I'm sure if were honest with your feelings he would understand.


----------



## scater (Nov 24, 2007)

Sunshiner showed me a solution he'd come up with for this in an offshore context. It involved a handline bolted to the deck around which he could wrap a few loops of the line, care to fill in the details KeV?


----------



## Evoids (Jan 10, 2009)

I've fished estuaries from my yak for the last 2+ years and have only lost 1 lure. Plenty of jigheads and plastics though. Mostly I just paddle back towards the snag until my line tells me I'm directly over it, then flip the bail arm over so I dont exert any pressure on the rod and just heave on the line. Barely rocks the yak usually. 9 times out of 10 the hooks comes up instantly, if it doesnt I use the circling technique mentioned above and if that doesnt help then I'll snap the line. But if using heavier line the hook usually gives way first, and gloves or a rag helps.

You'd be surprised how hard you can pull on a line thats directly below your yak and still have your yak be flat and stable. Take care and use common sense though if the yak does seem to be getting a little tilted. Cut the line if you have to, better to do that then flip the yak.

Cheers,

Evoids.


----------



## Barrabundy (Sep 29, 2008)

I know the question was about breaking the line rather than trying to retrieve a lure as I assume that option has been exhausted.

BUT.....I saw a fancy trick on a fishing video last week which I thought I'd try. It's for releasing a snagged jighead.

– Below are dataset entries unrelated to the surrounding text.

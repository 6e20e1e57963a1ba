//! Lifecycle rules.

use super::state::PartitionState;
use crate::config::LifecycleConfig;
use crate::types::PartitionDescriptor;
use std::fmt;
use std::sync::Arc;

/// What a rule does to a matching partition.
#[derive(Debug, Clone, Copy, PartialEq, Eq, Hash)]
pub enum LifecycleAction {
    /// Export a snapshot and keep the partition live.
    Snapshot,
    /// Move the partition to cold storage and delete its live items.
    Archive,
    /// Delete an archived partition's snapshot.
    Delete,
}

impl LifecycleAction {
    /// Whether the action can run on a partition in `state`.
    pub fn applies_to(&self, state: PartitionState) -> bool {
        match self {
            LifecycleAction::Snapshot | LifecycleAction::Archive => state == PartitionState::Active,
            LifecycleAction::Delete => state == PartitionState::Archived,
        }
    }

    /// Tie-break rank among equal-priority rules; higher wins.
    fn severity(&self) -> u8 {
        match self {
            LifecycleAction::Snapshot => 0,
            LifecycleAction::Archive => 1,
            LifecycleAction::Delete => 2,
        }
    }
}

impl fmt::Display for LifecycleAction {
    fn fmt(&self, f: &mut fmt::Formatter<'_>) -> fmt::Result {
        match self {
            LifecycleAction::Snapshot => write!(f, "snapshot"),
            LifecycleAction::Archive => write!(f, "archive"),
            LifecycleAction::Delete => write!(f, "delete"),
        }
    }
}

/// Predicate over a partition's descriptor.
pub type PartitionPredicate = Arc<dyn Fn(&PartitionDescriptor) -> bool + Send + Sync>;

/// When a rule applies.
#[derive(Clone)]
pub enum RuleTrigger {
    /// Partition age, in whole days, is at least this many.
    AgeDays(u32),
    /// Custom predicate over the partition descriptor.
    Predicate(PartitionPredicate),
}

impl fmt::Debug for RuleTrigger {
    fn fmt(&self, f: &mut fmt::Formatter<'_>) -> fmt::Result {
        match self {
            RuleTrigger::AgeDays(days) => f.debug_tuple("AgeDays").field(days).finish(),
            RuleTrigger::Predicate(_) => f.write_str("Predicate(..)"),
        }
    }
}

/// Ages of a partition at evaluation time, in whole days.
#[derive(Debug, Clone, Copy, Default, PartialEq, Eq)]
pub struct PartitionAge {
    /// Since the last write, or since the partition's time bucket ended.
    pub since_activity: Option<i64>,
    /// Since the partition was archived, when that is known.
    pub since_archived: Option<i64>,
}

impl PartitionAge {
    /// Age of a partition that has not been archived.
    pub fn active(since_activity: i64) -> Self {
        Self {
            since_activity: Some(since_activity),
            since_archived: None,
        }
    }

    /// Age of an archived partition.
    pub fn archived(since_activity: Option<i64>, since_archived: i64) -> Self {
        Self {
            since_activity,
            since_archived: Some(since_archived),
        }
    }
}

/// A lifecycle rule.
#[derive(Debug, Clone)]
pub struct LifecycleRule {
    /// Unique rule id.
    pub id: String,
    pub trigger: RuleTrigger,
    pub action: LifecycleAction,
    /// Higher runs first when several rules match.
    pub priority: i32,
    /// Days a partition must have spent archived before the rule fires.
    /// Counted from last activity when the archive time is unknown.
    pub retention_days: Option<u32>,
}

impl LifecycleRule {
    /// Rule firing once a partition is `days` old.
    pub fn after_days(id: impl Into<String>, days: u32, action: LifecycleAction) -> Self {
        Self {
            id: id.into(),
            trigger: RuleTrigger::AgeDays(days),
            action,
            priority: 0,
            retention_days: None,
        }
    }

    /// Rule firing when `predicate` holds.
    pub fn when<F>(id: impl Into<String>, action: LifecycleAction, predicate: F) -> Self
    where
        F: Fn(&PartitionDescriptor) -> bool + Send + Sync + 'static,
    {
        Self {
            id: id.into(),
            trigger: RuleTrigger::Predicate(Arc::new(predicate)),
            action,
            priority: 0,
            retention_days: None,
        }
    }

    /// Set the priority.
    pub fn with_priority(mut self, priority: i32) -> Self {
        self.priority = priority;
        self
    }

    /// Set the retention period.
    pub fn with_retention_days(mut self, days: u32) -> Self {
        self.retention_days = Some(days);
        self
    }

    /// Whether the rule matches a partition of the given age.
    pub fn matches(&self, partition: &PartitionDescriptor, age: &PartitionAge) -> bool {
        let triggered = match &self.trigger {
            RuleTrigger::AgeDays(days) => age
                .since_activity
                .is_some_and(|days_old| days_old >= i64::from(*days)),
            RuleTrigger::Predicate(predicate) => predicate(partition),
        };
        triggered && self.retention_elapsed(age)
    }

    fn retention_elapsed(&self, age: &PartitionAge) -> bool {
        let Some(retention) = self.retention_days else {
            return true;
        };
        age.since_archived
            .or(age.since_activity)
            .is_some_and(|days| days >= i64::from(retention))
    }
}

/// Id of the built-in archive rule.
pub const ARCHIVE_INACTIVE_RULE: &str = "archive-inactive";

/// Id of the built-in delete rule.
pub const DELETE_EXPIRED_RULE: &str = "delete-expired-archive";

/// Built-in rules derived from configuration.
pub fn default_rules(config: &LifecycleConfig) -> Vec<LifecycleRule> {
    vec![
        LifecycleRule::after_days(
            ARCHIVE_INACTIVE_RULE,
            config.archive_after_days,
            LifecycleAction::Archive,
        )
        .with_priority(10),
        LifecycleRule::after_days(
            DELETE_EXPIRED_RULE,
            config.delete_after_days,
            LifecycleAction::Delete,
        )
        .with_retention_days(config.delete_after_days)
        .with_priority(20),
    ]
}

/// Winning rule among those that match: highest priority, then most severe
/// action, then lowest id.
pub fn select_rule<'a, I>(rules: I, partition: &PartitionDescriptor, age: &PartitionAge) -> Option<&'a LifecycleRule>
where
    I: IntoIterator<Item = &'a LifecycleRule>,
{
    rules
        .into_iter()
        .filter(|rule| rule.matches(partition, age))
        .max_by(|a, b| {
            a.priority
                .cmp(&b.priority)
                .then(a.action.severity().cmp(&b.action.severity()))
                .then(b.id.cmp(&a.id))
        })
}

#[cfg(test)]
mod tests {
    use super::*;

    fn partition() -> PartitionDescriptor {
        PartitionDescriptor::new("USER#2023-01")
    }

    #[test]
    fn test_age_trigger() {
        let rule = LifecycleRule::after_days("old", 90, LifecycleAction::Archive);
        assert!(rule.matches(&partition(), &PartitionAge::active(90)));
        assert!(!rule.matches(&partition(), &PartitionAge::active(89)));
        assert!(!rule.matches(&partition(), &PartitionAge::default()));
    }

    #[test]
    fn test_select_highest_priority() {
        let rules = default_rules(&LifecycleConfig::default());
        let p = partition();

        assert!(select_rule(&rules, &p, &PartitionAge::active(30)).is_none());
        assert_eq!(select_rule(&rules, &p, &PartitionAge::active(100)).unwrap().id, ARCHIVE_INACTIVE_RULE);
        assert_eq!(select_rule(&rules, &p, &PartitionAge::active(400)).unwrap().id, DELETE_EXPIRED_RULE);
    }

    #[test]
    fn test_retention_counts_from_archive_time() {
        let rules = default_rules(&LifecycleConfig::default());
        let delete = rules.iter().find(|r| r.id == DELETE_EXPIRED_RULE).unwrap();
        let p = partition();

        // Idle for years but archived today.
        assert!(!delete.matches(&p, &PartitionAge::archived(Some(2000), 0)));
        assert!(!delete.matches(&p, &PartitionAge::archived(Some(2000), 364)));
        assert!(delete.matches(&p, &PartitionAge::archived(Some(2000), 365)));
        // Archive time unknown: last activity stands in.
        assert!(delete.matches(&p, &PartitionAge::active(2000)));

        let custom = LifecycleRule::when("purge", LifecycleAction::Delete, |_| true).with_retention_days(7);
        assert!(!custom.matches(&p, &PartitionAge::archived(None, 6)));
        assert!(custom.matches(&p, &PartitionAge::archived(None, 7)));
        assert!(!custom.matches(&p, &PartitionAge::default()));
    }

    #[test]
    fn test_tie_breaks() {
        let rules = vec![
            LifecycleRule::when("b-snapshot", LifecycleAction::Snapshot, |_| true).with_priority(5),
            LifecycleRule::when("a-archive", LifecycleAction::Archive, |_| true).with_priority(5),
            LifecycleRule::when("c-archive", LifecycleAction::Archive, |_| true).with_priority(5),
        ];
        assert_eq!(select_rule(&rules, &partition(), &PartitionAge::default()).unwrap().id, "a-archive");
    }

    #[test]
    fn test_actions_apply_to_states() {
        assert!(LifecycleAction::Archive.applies_to(PartitionState::Active));
        assert!(!LifecycleAction::Archive.applies_to(PartitionState::Archived));
        assert!(LifecycleAction::Delete.applies_to(PartitionState::Archived));
        assert!(!LifecycleAction::Delete.applies_to(PartitionState::Active));
    }

    #[test]
    fn test_predicate_trigger() {
        let big = LifecycleRule::when("big", LifecycleAction::Snapshot, |p| p.size_bytes > 1024);
        let mut p = partition();
        assert!(!big.matches(&p, &PartitionAge::default()));
        p.size_bytes = 4096;
        assert!(big.matches(&p, &PartitionAge::default()));
    }
}
//! Partition lifecycle: state machine, rules, archival and restore.
//!
//! ```text
//!   CREATED ──► ACTIVE ──► HOT ──► REBALANCING
//!     │           ▲  ▲      │           │
//!     │           │  └──────┘◄──────────┘
//!     │           │
//!     └──────► ARCHIVING ──► ARCHIVED ──► RESTORING ──► ACTIVE
//!                                │
//!                                └──► DELETED
//! ```
//!
//! [`PartitionRegistry`] rejects any other move. The registry and
//! [`PartitionLocks`](crate::rebalancing::PartitionLocks) are shared with the
//! hot-partition manager so both components see one state per partition.

mod archive;
mod codec;
mod manager;
mod rules;
mod state;

pub use archive::{ArchiveSnapshot, PartitionArchiver};
pub use codec::{decode_items, encode_items, EncodedPayload};
pub use manager::{LifecycleReport, PartitionLifecycleManager};
pub use rules::{
    default_rules, select_rule, LifecycleAction, LifecycleRule, PartitionAge, PartitionPredicate,
    RuleTrigger, ARCHIVE_INACTIVE_RULE, DELETE_EXPIRED_RULE,
};
pub use state::{PartitionRecord, PartitionRegistry, PartitionState};
//! Hash functions placing keys on the 32-bit ring.

use md5::{Digest, Md5};
use serde::{Deserialize, Serialize};
use sha2::Sha256;
use std::hash::Hasher;
use std::io::Cursor;
use twox_hash::XxHash64;

/// Size of the hash space: positions are `0..HASH_SPACE`.
pub const HASH_SPACE: u64 = 1 << 32;

/// Maps a key to a ring position.
pub trait HashFunction: Send + Sync + std::fmt::Debug {
    /// Algorithm name.
    fn name(&self) -> &'static str;

    /// Position of `key` on the ring.
    fn hash(&self, key: &[u8]) -> u32;
}

/// Built-in hash algorithms.
#[derive(Debug, Clone, Copy, PartialEq, Eq, Hash, Default, Serialize, Deserialize)]
pub enum HashAlgorithm {
    /// MurmurHash3 x86 32-bit, seed 0.
    #[default]
    Murmur3,
    /// First four bytes of MD5, big-endian.
    Md5,
    /// First four bytes of SHA-256, big-endian.
    Sha256,
    /// Low 32 bits of XxHash64, seed 0.
    XxHash64,
}

impl HashFunction for HashAlgorithm {
    fn name(&self) -> &'static str {
        match self {
            HashAlgorithm::Murmur3 => "murmur3",
            HashAlgorithm::Md5 => "md5",
            HashAlgorithm::Sha256 => "sha256",
            HashAlgorithm::XxHash64 => "xxhash64",
        }
    }

    fn hash(&self, key: &[u8]) -> u32 {
        match self {
            // Reading from an in-memory cursor cannot fail.
            HashAlgorithm::Murmur3 => murmur3::murmur3_32(&mut Cursor::new(key), 0).unwrap_or_default(),
            HashAlgorithm::Md5 => prefix_u32(&Md5::digest(key)),
            HashAlgorithm::Sha256 => prefix_u32(&Sha256::digest(key)),
            HashAlgorithm::XxHash64 => {
                let mut hasher = XxHash64::with_seed(0);
                hasher.write(key);
                hasher.finish() as u32
            }
        }
    }
}

impl std::fmt::Display for HashAlgorithm {
    fn fmt(&self, f: &mut std::fmt::Formatter<'_>) -> std::fmt::Result {
        f.write_str(self.name())
    }
}

fn prefix_u32(digest: &[u8]) -> u32 {
    let mut bytes = [0u8; 4];
    bytes.copy_from_slice(&digest[..4]);
    u32::from_be_bytes(bytes)
}

/// Hexadecimal midpoint of two ring positions, `floor((start + end) / 2)`.
///
/// Positions are at most 16 hex digits; the result is zero-padded to eight.
pub fn calculate_midpoint(start_hex: &str, end_hex: &str) -> crate::error::Result<String> {
    let start = parse_position(start_hex)?;
    let end = parse_position(end_hex)?;
    if start > end {
        return Err(crate::error::Error::InvalidHashRange(format!(
            "start {} is after end {}",
            start_hex, end_hex
        )));
    }
    let mid = start / 2 + end / 2 + (start % 2 + end % 2) / 2;
    Ok(format!("{:08x}", mid))
}

fn parse_position(hex: &str) -> crate::error::Result<u64> {
    let trimmed = hex.trim_start_matches("0x");
    u64::from_str_radix(trimmed, 16)
        .map_err(|_| crate::error::Error::InvalidHashRange(format!("not a hex position: {}", hex)))
}
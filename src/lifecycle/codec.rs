//! Archive payload encoding with LZ4 compression and CRC32 integrity.
//!
//! A payload is the bincode encoding of a partition's items, optionally
//! wrapped in an LZ4 frame. The checksum covers the stored bytes, so a
//! corrupted blob is rejected before anything is decoded from it.

use crate::error::{Error, Result};
use crate::types::Item;
use bytes::Bytes;
use crc::{Crc, CRC_32_ISCSI};
use lz4_flex::frame::{FrameDecoder, FrameEncoder};
use std::io::{Read, Write};

/// CRC-32 calculator (iSCSI polynomial)
const CRC32: Crc<u32> = Crc::<u32>::new(&CRC_32_ISCSI);

/// Wrapper that calculates CRC32 while writing.
struct CrcWriter<W: Write> {
    inner: W,
    digest: crc::Digest<'static, u32>,
}

impl<W: Write> CrcWriter<W> {
    fn new(inner: W) -> Self {
        Self {
            inner,
            digest: CRC32.digest(),
        }
    }

    fn finalize_crc(self) -> (W, u32) {
        (self.inner, self.digest.finalize())
    }
}

impl<W: Write> Write for CrcWriter<W> {
    fn write(&mut self, buf: &[u8]) -> std::io::Result<usize> {
        let n = self.inner.write(buf)?;
        self.digest.update(&buf[..n]);
        Ok(n)
    }

    fn flush(&mut self) -> std::io::Result<()> {
        self.inner.flush()
    }
}

/// Wrapper that calculates CRC32 while reading.
struct CrcReader<R: Read> {
    inner: R,
    digest: crc::Digest<'static, u32>,
}

impl<R: Read> CrcReader<R> {
    fn new(inner: R) -> Self {
        Self {
            inner,
            digest: CRC32.digest(),
        }
    }

    fn current_crc(&self) -> u32 {
        self.digest.clone().finalize()
    }
}

impl<R: Read> Read for CrcReader<R> {
    fn read(&mut self, buf: &mut [u8]) -> std::io::Result<usize> {
        let n = self.inner.read(buf)?;
        self.digest.update(&buf[..n]);
        Ok(n)
    }
}

/// Encoded archive payload.
#[derive(Debug, Clone)]
pub struct EncodedPayload {
    /// Bytes to store.
    pub data: Bytes,
    /// Size of the uncompressed encoding.
    pub original_bytes: u64,
    /// CRC32 of `data`.
    pub checksum: u32,
}

/// Encode items, compressing when `compress` is set.
pub fn encode_items(items: &[Item], compress: bool) -> Result<EncodedPayload> {
    let raw = bincode::serialize(items)?;
    let original_bytes = raw.len() as u64;

    let (data, checksum) = if compress {
        let mut encoder = FrameEncoder::new(CrcWriter::new(Vec::with_capacity(raw.len() / 2)));
        encoder.write_all(&raw)?;
        let writer = encoder
            .finish()
            .map_err(|e| Error::Codec(format!("lz4 frame: {}", e)))?;
        writer.finalize_crc()
    } else {
        let mut writer = CrcWriter::new(Vec::with_capacity(raw.len()));
        writer.write_all(&raw)?;
        writer.finalize_crc()
    };

    Ok(EncodedPayload {
        data: Bytes::from(data),
        original_bytes,
        checksum,
    })
}

/// Decode items, verifying `expected_checksum` over the stored bytes.
pub fn decode_items(data: &[u8], compressed: bool, expected_checksum: u32) -> Result<Vec<Item>> {
    let mut raw = Vec::new();
    let actual = if compressed {
        let mut decoder = FrameDecoder::new(CrcReader::new(data));
        if let Err(e) = decoder.read_to_end(&mut raw) {
            // A damaged frame usually fails to decode; report it as a checksum
            // problem when the bytes do not match.
            let actual = CRC32.checksum(data);
            if actual != expected_checksum {
                return Err(Error::ChecksumMismatch {
                    expected: expected_checksum,
                    actual,
                });
            }
            return Err(Error::Codec(format!("lz4 frame: {}", e)));
        }
        let mut reader = decoder.into_inner();
        // Drain anything the decoder did not consume so the CRC covers it all.
        std::io::copy(&mut reader, &mut std::io::sink())?;
        reader.current_crc()
    } else {
        raw.extend_from_slice(data);
        CRC32.checksum(data)
    };

    if actual != expected_checksum {
        return Err(Error::ChecksumMismatch {
            expected: expected_checksum,
            actual,
        });
    }
    Ok(bincode::deserialize(&raw)?)
}
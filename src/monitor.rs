//! Owned periodic background tasks.
//!
//! A [`PeriodicTask`] runs an async tick at a fixed interval on its own tokio
//! task. Ticks never overlap: each one is awaited before the next interval is
//! considered, and intervals missed while a tick was running are skipped
//! rather than queued. Stopping cancels future ticks but lets an in-flight
//! tick finish.

use parking_lot::Mutex;
use std::future::Future;
use std::time::Duration;
use tokio::sync::watch;
use tokio::task::JoinHandle;
use tracing::{debug, info, warn};

/// Handle to a running periodic task.
#[derive(Debug)]
pub struct PeriodicTask {
    name: String,
    shutdown_tx: watch::Sender<bool>,
    handle: Mutex<Option<JoinHandle<()>>>,
}

impl PeriodicTask {
    /// Spawn a task calling `tick` every `interval`, starting immediately.
    pub fn spawn<F, Fut>(name: impl Into<String>, interval: Duration, mut tick: F) -> Self
    where
        F: FnMut() -> Fut + Send + 'static,
        Fut: Future<Output = ()> + Send + 'static,
    {
        let name = name.into();
        let (shutdown_tx, mut shutdown_rx) = watch::channel(false);
        let task_name = name.clone();

        let handle = tokio::spawn(async move {
            let mut interval_timer = tokio::time::interval(interval);
            interval_timer.set_missed_tick_behavior(tokio::time::MissedTickBehavior::Skip);
            let mut ticks = 0u64;

            loop {
                tokio::select! {
                    biased;
                    _ = shutdown_rx.changed() => {
                        debug!(task = %task_name, ticks, "Periodic task shutting down");
                        break;
                    }
                    _ = interval_timer.tick() => {
                        if *shutdown_rx.borrow() {
                            break;
                        }
                        ticks += 1;
                        tick().await;
                    }
                }
            }
        });

        info!(task = %name, interval_ms = interval.as_millis() as u64, "Started periodic task");
        Self {
            name,
            shutdown_tx,
            handle: Mutex::new(Some(handle)),
        }
    }

    /// Task name.
    pub fn name(&self) -> &str {
        &self.name
    }

    /// Request a stop without waiting. Safe to call repeatedly.
    pub fn stop(&self) {
        let _ = self.shutdown_tx.send(true);
    }

    /// Whether a stop was requested.
    pub fn is_stopping(&self) -> bool {
        *self.shutdown_tx.borrow()
    }

    /// Whether the task has exited.
    pub fn is_finished(&self) -> bool {
        self.handle
            .lock()
            .as_ref()
            .map_or(true, JoinHandle::is_finished)
    }

    /// Stop and wait for the task to exit, including any in-flight tick.
    pub async fn join(&self) {
        self.stop();
        let handle = self.handle.lock().take();
        if let Some(handle) = handle {
            if let Err(e) = handle.await {
                warn!(task = %self.name, error = %e, "Periodic task ended abnormally");
            }
        }
    }
}

impl Drop for PeriodicTask {
    fn drop(&mut self) {
        self.stop();
    }
}

#[cfg(test)]
mod tests {
    use super::*;
    use std::sync::atomic::{AtomicU32, Ordering};
    use std::sync::Arc;

    #[tokio::test(start_paused = true)]
    async fn test_ticks_until_stopped() {
        let count = Arc::new(AtomicU32::new(0));
        let counter = count.clone();
        let task = PeriodicTask::spawn("counter", Duration::from_secs(1), move || {
            let counter = counter.clone();
            async move {
                counter.fetch_add(1, Ordering::SeqCst);
            }
        });

        tokio::time::sleep(Duration::from_millis(3500)).await;
        task.join().await;
        let seen = count.load(Ordering::SeqCst);
        assert!((3..=4).contains(&seen), "saw {} ticks", seen);

        tokio::time::sleep(Duration::from_secs(5)).await;
        assert_eq!(count.load(Ordering::SeqCst), seen);
        assert!(task.is_finished());
    }

    #[tokio::test(start_paused = true)]
    async fn test_slow_tick_never_overlaps() {
        let running = Arc::new(AtomicU32::new(0));
        let overlaps = Arc::new(AtomicU32::new(0));
        let ticks = Arc::new(AtomicU32::new(0));
        let (r, o, t) = (running.clone(), overlaps.clone(), ticks.clone());

        let task = PeriodicTask::spawn("slow", Duration::from_millis(100), move || {
            let (r, o, t) = (r.clone(), o.clone(), t.clone());
            async move {
                if r.fetch_add(1, Ordering::SeqCst) > 0 {
                    o.fetch_add(1, Ordering::SeqCst);
                }
                tokio::time::sleep(Duration::from_millis(350)).await;
                t.fetch_add(1, Ordering::SeqCst);
                r.fetch_sub(1, Ordering::SeqCst);
            }
        });

        tokio::time::sleep(Duration::from_secs(2)).await;
        task.join().await;

        assert_eq!(overlaps.load(Ordering::SeqCst), 0);
        // Skipped intervals are not replayed: far fewer than 20 ticks.
        assert!(ticks.load(Ordering::SeqCst) <= 6);
    }

    #[tokio::test(start_paused = true)]
    async fn test_stop_lets_inflight_tick_finish() {
        let finished = Arc::new(AtomicU32::new(0));
        let f = finished.clone();
        let task = PeriodicTask::spawn("inflight", Duration::from_secs(10), move || {
            let f = f.clone();
            async move {
                tokio::time::sleep(Duration::from_secs(1)).await;
                f.fetch_add(1, Ordering::SeqCst);
            }
        });

        tokio::time::sleep(Duration::from_millis(100)).await;
        task.stop();
        assert!(task.is_stopping());
        task.join().await;
        assert_eq!(finished.load(Ordering::SeqCst), 1);
    }
}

I thought it was a load of crap but the first time I tried it it worked, didn't work every time though. If you snag your soft plastic, wind the line up so there is the slightest bit of slack in it. Grab the line with your finger and hold it up against the rod/grip as though you are about to flip the bail arm over and cast....but leave the bail closed. With your free hand grab the line just below the bottom guide and pull it out tight and then let it twang back again.....if you're lucky the jighead will by thrown back out away from the snag and you wind it in.

Maybe it's a trick that everyone else is using anyway, but if not give it a go because it's worked for me a few times.


----------



## KingDan (Feb 25, 2011)

I am going to have to try that one barrabundy next time a snag a soft plastic.


----------



## spooled1 (Sep 16, 2005)

I often use 50lb braid in deep water offshore. When snagged I take in as much line as possible so that most of the rod is underwater directly under the yak. I then lock the spool onto the rotor with my palm and vertically wrench the hell out of the rod until the line snaps or the hook pulls.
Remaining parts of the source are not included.